→ **Task requirements**
After locating "subtracted before scaling" in the listing below, copy that line and each one after it exactly, ending with the line that has "pub fn level_for(&self, peak_to_peak: i32)".

======== The input ========

//! Mouth Sync
//!
//! Turns a short window of raw microphone samples into one of four mouth
//! sprites. The filter is stateless: every tick measures a fresh window and
//! nothing carries over, so there is no smoothing or hysteresis.
//!
//! ```text
//! level = clamp( (peak_to_peak - noise_floor) * gain_numerator / gain_denominator , 0, 3 )
//! ```

use std::time::Duration;

use serde::Serialize;

use crate::clock::Clock;
use crate::hardware::{AmplitudeSampler, HardwareError};

/// Default sampling window (~35 Hz)
pub const DEFAULT_SAMPLE_WINDOW: Duration = Duration::from_millis(28);

/// Default peak-to-peak value treated as silence
pub const DEFAULT_NOISE_FLOOR: i32 = 250;

/// Default gain numerator
pub const DEFAULT_GAIN_NUMERATOR: i32 = 2;

/// Default gain denominator
pub const DEFAULT_GAIN_DENOMINATOR: i32 = 40383;

/// Discrete mouth openness, always in `0..=3`
#[derive(Clone, Copy, Debug, Default, PartialEq, Eq, PartialOrd, Ord, Hash, Serialize)]
pub struct MouthLevel(u8);

impl MouthLevel {
    /// Widest mouth sprite
    pub const MAX: u8 = 3;

    /// Closed mouth
    pub const CLOSED: Self = Self(0);

    /// Clamp a raw level into `0..=3`
    #[must_use]
    pub fn clamped(raw: i64) -> Self {
        Self(raw.clamp(0, i64::from(Self::MAX)) as u8)
    }

    /// Sprite row of this level
    #[must_use]
    pub fn get(self) -> u8 {
        self.0
    }
}

/// Tuning for [`MouthSyncFilter`]
#[derive(Clone, Copy, Debug, PartialEq, Eq)]
pub struct MouthConfig {
    /// How long to listen each tick
    pub sample_window: Duration,
    /// Peak-to-peak amplitude subtracted before scaling
    pub noise_floor: i32,
    /// Gain applied after noise removal, numerator
    pub gain_numerator: i32,
    /// Gain applied after noise removal, denominator (non-zero)
    pub gain_denominator: i32,
}

impl Default for MouthConfig {
    fn default() -> Self {
        Self {
            sample_window: DEFAULT_SAMPLE_WINDOW,
            noise_floor: DEFAULT_NOISE_FLOOR,
            gain_numerator: DEFAULT_GAIN_NUMERATOR,
            gain_denominator: DEFAULT_GAIN_DENOMINATOR,
        }
    }
}

/// Running min/max over one sampling window
#[derive(Clone, Copy, Debug, PartialEq, Eq)]
pub struct SampleWindow {
    min: u16,
    max: u16,
    count: usize,
}

impl Default for SampleWindow {
    fn default() -> Self {
        Self {
            min: u16::MAX,
            max: 0,
            count: 0,
        }
    }
}

impl SampleWindow {
    /// Fold one sample into the window
    pub fn record(&mut self, sample: u16) {
        self.min = self.min.min(sample);
        self.max = self.max.max(sample);
        self.count += 1;
    }

    /// Number of samples seen
    #[must_use]
    pub fn count(&self) -> usize {
        self.count
    }

    /// Max minus min, or zero for an empty window
    #[must_use]
    pub fn peak_to_peak(&self) -> i32 {
        if self.count == 0 {
            0
        } else {
            i32::from(self.max - self.min)
        }
    }
}

/// Converts windowed microphone amplitude into a [`MouthLevel`]
#[derive(Clone, Copy, Debug, Default)]
pub struct MouthSyncFilter {
    config: MouthConfig,
}

impl MouthSyncFilter {
    /// Create a filter with the given tuning
    #[must_use]
    pub fn new(config: MouthConfig) -> Self {
        Self { config }
    }

    /// The filter's tuning
    #[must_use]
    pub fn config(&self) -> &MouthConfig {
        &self.config
    }

    /// Map a peak-to-peak amplitude to a mouth level
    ///
    /// Integer arithmetic truncates toward zero before clamping.
    #[must_use]
    pub fn level_for(&self, peak_to_peak: i32) -> MouthLevel {
        let denominator = i64::from(self.config.gain_denominator);
        if denominator == 0 {
            return MouthLevel::CLOSED;
        }
        let signal = i64::from(peak_to_peak) - i64::from(self.config.noise_floor);
        MouthLevel::clamped(signal * i64::from(self.config.gain_numerator) / denominator)
    }

    /// Sample for one full window and return min/max statistics
    ///
    /// Blocks until `sample_window` has elapsed on `clock`; there is no
    /// cancellation.
    ///
    /// # Errors
    ///
    /// Returns the sampler's error, abandoning the window.
    pub fn measure_window<S, C>(
        &self,
        sampler: &mut S,
        clock: &C,
    ) -> Result<SampleWindow, HardwareError>
    where
        S: AmplitudeSampler + ?Sized,
        C: Clock + ?Sized,
    {
        let start = clock.now();
        let mut window = SampleWindow::default();
        while clock.now().saturating_sub(start) < self.config.sample_window {
            window.record(sampler.sample()?);
        }
        Ok(window)
    }

    /// Sample for one window and map the result to a mouth level
    ///
    /// # Errors
    ///
    /// Returns the sampler's error, abandoning the window.
    pub fn sample_window<S, C>(&self, sampler: &mut S, clock: &C) -> Result<MouthLevel, HardwareError>
    where
        S: AmplitudeSampler + ?Sized,
        C: Clock + ?Sized,
    {
        let window = self.measure_window(sampler, clock)?;
        let level = self.level_for(window.peak_to_peak());
        tracing::trace!(
            samples = window.count(),
            peak_to_peak = window.peak_to_peak(),
            level = level.get(),
            "Mouth window measured"
        );
        Ok(level)
    }
}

========

→ **Result for this task**
    /// Peak-to-peak amplitude subtracted before scaling
    pub noise_floor: i32,
    /// Gain applied after noise removal, numerator
    pub gain_numerator: i32,
    /// Gain applied after noise removal, denominator (non-zero)
    pub gain_denominator: i32,
}

impl Default for MouthConfig {
    fn default() -> Self {
        Self {
            sample_window: DEFAULT_SAMPLE_WINDOW,
            noise_floor: DEFAULT_NOISE_FLOOR,
            gain_numerator: DEFAULT_GAIN_NUMERATOR,
            gain_denominator: DEFAULT_GAIN_DENOMINATOR,
        }
    }
}

/// Running min/max over one sampling window
#[derive(Clone, Copy, Debug, PartialEq, Eq)]
pub struct SampleWindow {
    min: u16,
    max: u16,
    count: usize,
}

impl Default for SampleWindow {
    fn default() -> Self {
        Self {
            min: u16::MAX,
            max: 0,
            count: 0,
        }
    }
}

impl SampleWindow {
    /// Fold one sample into the window
    pub fn record(&mut self, sample: u16) {
        self.min = self.min.min(sample);
        self.max = self.max.max(sample);
        self.count += 1;
    }

    /// Number of samples seen
    #[must_use]
    pub fn count(&self) -> usize {
        self.count
    }

    /// Max minus min, or zero for an empty window
    #[must_use]
    pub fn peak_to_peak(&self) -> i32 {
        if self.count == 0 {
            0
        } else {
            i32::from(self.max - self.min)
        }
    }
}

/// Converts windowed microphone amplitude into a [`MouthLevel`]
#[derive(Clone, Copy, Debug, Default)]
pub struct MouthSyncFilter {
    config: MouthConfig,
}

impl MouthSyncFilter {
    /// Create a filter with the given tuning
    #[must_use]
    pub fn new(config: MouthConfig) -> Self {
        Self { config }
    }

    /// The filter's tuning
    #[must_use]
    pub fn config(&self) -> &MouthConfig {
        &self.config
    }

    /// Map a peak-to-peak amplitude to a mouth level
    ///
    /// Integer arithmetic truncates toward zero before clamping.
    #[must_use]
    pub fn level_for(&self, peak_to_peak: i32) -> MouthLevel {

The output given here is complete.